Figure 6.2 illustrates a useful geometric analogy to this system. We can consider each stimulus pattern as a vector. If all patterns contain the same number of active lines, then all vectors are the same length and each can be viewed as a point on an N-dimensional hypersphere, where N is the number of units in the lower level, and therefore, also the number of input lines received by each unit in the upper level. Each × in Figure 6.2A represents a particular pattern. Those patterns that are very similar are near one another on the sphere, and those that are very different are far from one another on the sphere. Note that since there are N input lines to each unit in the upper layer, its weights can also be considered a vector in N-dimensional space. Since all units have the same total quantity of weight, we have N-dimensional vectors of approximately fixed length for each unit in the cluster.³ Thus, properly scaled, the weights themselves form a set of vectors that (approximately) fall on the surface of the same hypersphere. In Figure 6.2B, the ○’s represent the weights of two units superimposed on the same sphere with the stimulus patterns. Whenever a stimulus pattern is presented, the unit that responds most strongly is simply the one whose weight vector is nearest that for the stimulus. The learning rule specifies that whenever a unit wins a competition for a stimulus pattern, it moves a fraction ϵ of the way from its current location toward the location of the stimulus pattern on the hypersphere. Suppose that the input patterns fell into some number, M, of “natural” groupings. Further, suppose that an inhibitory cluster receiving inputs from these stimuli contained exactly M units (as in Figure 6.2C). After sufficient training, and assuming that the stimulus groupings are sufficiently distinct, we expect to find one of the vectors for the M units placed roughly in the center of each of the stimulus groupings. In this case, the units have come to detect the grouping to which the input patterns belong. In this sense, they have “discovered” the structure of the input pattern sets.
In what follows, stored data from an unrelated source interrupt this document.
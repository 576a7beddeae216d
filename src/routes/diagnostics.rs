//! Self-test and environment inspection endpoints

use axum::{
    Json, Router,
    extract::{Multipart, State, multipart::MultipartRejection},
    routing::{get, post},
};
use chrono::Utc;
use image::{DynamicImage, ImageBuffer, ImageFormat, Rgb};
use serde::Serialize;
use std::collections::BTreeMap;
use std::io::Cursor;
use std::path::Path;
use std::sync::Arc;

use super::upload::read_file_field;
use crate::AppState;
use crate::analysis::FrameScorer;
use crate::analysis::detector::decode_image;
use crate::constants::{SERVICE_NAME, SERVICE_VERSION, TEST_DIR};
use crate::frames;
use crate::media;
use crate::services::error::{ApiError, LogErr};
use crate::storage::{self, UPLOAD_SUBDIRS};

const REPORTED_ENV_VARS: &[&str] = &[
    "HOST",
    "PORT",
    "UPLOADS_DIR",
    "MODEL_PATH",
    "SCORING_STRATEGY",
    "MAX_FRAMES",
    "FFMPEG_THREADS",
    "RUST_LOG",
];

pub fn routes() -> Router<Arc<AppState>> {
    Router::new()
        .route("/predict/test", get(self_test))
        .route("/predict/diagnostics", get(diagnostics))
        .route("/predict/test-upload", post(test_upload))
}

#[derive(Serialize)]
struct SelfTestResponse {
    status: &'static str,
    message: String,
    test_file_written: bool,
    width: u32,
    height: u32,
    score: f64,
}

/// GET /predict/test - Round-trip a generated image through the test directory and score it
async fn self_test(State(state): State<Arc<AppState>>) -> Result<Json<SelfTestResponse>, ApiError> {
    let image = DynamicImage::ImageRgb8(ImageBuffer::from_fn(64, 64, |x, y| {
        Rgb([(x * 4) as u8, (y * 4) as u8, ((x + y) * 2) as u8])
    }));
    let mut encoded = Cursor::new(Vec::new());
    image
        .write_to(&mut encoded, ImageFormat::Png)
        .log_500("Failed to encode test image")?;

    let path = state
        .config
        .uploads_dir
        .join(TEST_DIR)
        .join(storage::unique_name(".png"));
    storage::save_upload(&path, encoded.get_ref())
        .await
        .log_500("Failed to write test image")?;

    let read_back = tokio::fs::read(&path).await;
    storage::remove_file(&path).await;
    let data = read_back.log_500("Failed to read test image")?;

    let (width, height, score) = tokio::task::spawn_blocking(move || {
        decode_image(&data).map(|img| {
            let frame = FrameScorer::Hybrid.score(&img);
            (img.width(), img.height(), frame.score)
        })
    })
    .await
    .log_500("Self-test worker failed")?
    .log_500("Failed to decode test image")?;

    Ok(Json(SelfTestResponse {
        status: "success",
        message: "Image encode, storage and decode are working".into(),
        test_file_written: true,
        width,
        height,
        score: crate::analysis::scoring::round2(score),
    }))
}

#[derive(Serialize)]
struct DirectoryStatus {
    path: String,
    exists: bool,
    writable: bool,
}

#[derive(Serialize)]
struct ModelStatus {
    path: String,
    exists: bool,
    loaded: bool,
}

#[derive(Serialize)]
struct ToolStatus {
    ffmpeg: bool,
    ffprobe: bool,
}

#[derive(Serialize)]
struct DiagnosticsResponse {
    timestamp: String,
    service: &'static str,
    version: &'static str,
    strategy: String,
    uptime_secs: i64,
    cwd: String,
    directories: Vec<DirectoryStatus>,
    model: ModelStatus,
    tools: ToolStatus,
    image_codecs: Vec<String>,
    cached_predictions: usize,
    environment: BTreeMap<String, Option<String>>,
}

async fn directory_status(dir: &Path) -> DirectoryStatus {
    let exists = tokio::fs::metadata(dir)
        .await
        .map(|m| m.is_dir())
        .unwrap_or(false);
    let writable = exists && storage::is_writable(dir).await;
    DirectoryStatus {
        path: dir.display().to_string(),
        exists,
        writable,
    }
}

/// GET /predict/diagnostics - Directories, tools, codecs and settings
async fn diagnostics(State(state): State<Arc<AppState>>) -> Json<DiagnosticsResponse> {
    let config = &state.config;

    let mut directories = vec![directory_status(&config.uploads_dir).await];
    for sub in UPLOAD_SUBDIRS {
        directories.push(directory_status(&config.uploads_dir.join(sub)).await);
    }

    let (ffmpeg, ffprobe) = tokio::join!(
        frames::tool_available("ffmpeg"),
        frames::tool_available("ffprobe")
    );

    let image_codecs = ImageFormat::all()
        .filter(|f| f.reading_enabled())
        .map(|f| format!("{:?}", f))
        .collect();

    let environment = REPORTED_ENV_VARS
        .iter()
        .map(|key| (key.to_string(), std::env::var(key).ok()))
        .collect();

    let cwd = std::env::current_dir()
        .map(|p| p.display().to_string())
        .unwrap_or_else(|e| format!("unavailable: {}", e));

    let now = Utc::now();
    Json(DiagnosticsResponse {
        timestamp: now.to_rfc3339(),
        service: SERVICE_NAME,
        version: SERVICE_VERSION,
        strategy: config.strategy.to_string(),
        uptime_secs: (now - state.started_at).num_seconds(),
        cwd,
        directories,
        model: ModelStatus {
            path: config.model_path.display().to_string(),
            exists: tokio::fs::try_exists(&config.model_path)
                .await
                .unwrap_or(false),
            loaded: false,
        },
        tools: ToolStatus { ffmpeg, ffprobe },
        image_codecs,
        cached_predictions: state.cache.len(),
        environment,
    })
}

#[derive(Serialize)]
struct TestUploadResponse {
    status: &'static str,
    filename: Option<String>,
    content_type: Option<String>,
    size: usize,
    file_type: Option<&'static str>,
    saved_path: String,
    decoded: Option<bool>,
    width: Option<u32>,
    height: Option<u32>,
    error: Option<String>,
}

/// POST /predict/test-upload - Store a file in the test directory and try to decode it
async fn test_upload(
    State(state): State<Arc<AppState>>,
    multipart: Result<Multipart, MultipartRejection>,
) -> Result<Json<TestUploadResponse>, ApiError> {
    let mut multipart = multipart.log_400("Invalid multipart body")?;
    let part = read_file_field(&mut multipart).await?;
    if part.data.is_empty() {
        return Err(media::MediaError::Empty.into());
    }

    let classified = media::classify(part.filename.as_deref(), part.content_type.as_deref()).ok();
    let extension = classified
        .as_ref()
        .map(|c| c.extension.clone())
        .unwrap_or_else(|| ".bin".to_string());

    let root = &state.config.uploads_dir;
    let path = root.join(TEST_DIR).join(storage::unique_name(&extension));
    storage::save_upload(&path, &part.data)
        .await
        .log_500("Failed to save test upload")?;

    let mut response = TestUploadResponse {
        status: "success",
        filename: part.filename.clone(),
        content_type: part.content_type.clone(),
        size: part.data.len(),
        file_type: classified.as_ref().map(|c| c.kind.as_str()),
        saved_path: storage::public_path(root, &path),
        decoded: None,
        width: None,
        height: None,
        error: None,
    };

    if classified.map(|c| c.kind) == Some(media::MediaKind::Image) {
        let data = part.data.clone();
        let decoded = tokio::task::spawn_blocking(move || {
            decode_image(&data).map(|img| (img.width(), img.height()))
        })
        .await
        .log_500("Decode worker failed")?;

        match decoded {
            Ok((width, height)) => {
                response.decoded = Some(true);
                response.width = Some(width);
                response.height = Some(height);
            }
            Err(e) => {
                tracing::warn!("Test upload did not decode: {}", e);
                response.decoded = Some(false);
                response.error = Some(e.to_string());
            }
        }
    }

    Ok(Json(response))
}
Figure 6.2: A geometric interpretation of competitive learning. A: It is useful to conceptualize stimulus patterns as vectors whose tips all lie on the surface of a hypersphere. We can then directly see the similarity among stimulus patterns as distance between the points on the sphere. In the figure, a stimulus pattern is represented as an ×. The figure represents a population of eight stimulus patterns. There are two clusters of three patterns and two stimulus patterns that are rather distinct from the others. B: It is also useful to represent the weights of units as vectors falling on the surface of the same hypersphere. Weight vectors are represented in the figure as ○’s. The figure illustrates the weights of two units falling on rather different parts of the sphere. The response rule of this model is equivalent to the rule that whenever a stimulus pattern is presented, the unit whose weight vector is closest to that stimulus pattern on the sphere wins the competition. In the figure, one unit would respond to the cluster in the northern hemisphere and the other unit would respond to the rest of the stimulus patterns. C: The learning rule of this model is roughly equivalent to the rule that whenever a unit wins the competition (i.e., is closest to the stimulus pattern), that weight vector is moved toward the presented stimulus. The figure shows a case in which there are three units in the cluster and three natural groupings of the stimulus patterns. In this case, the weight vectors for the three units will each migrate toward one of the stimulus groups. (From “Feature Discovery by Competitive Learning” by D. E. Rumelhart and D. Zipser, 1985, Cognitive Science, 9, 75-112. Copyright 1985 by Ablex Publishing. Reprinted by permission.)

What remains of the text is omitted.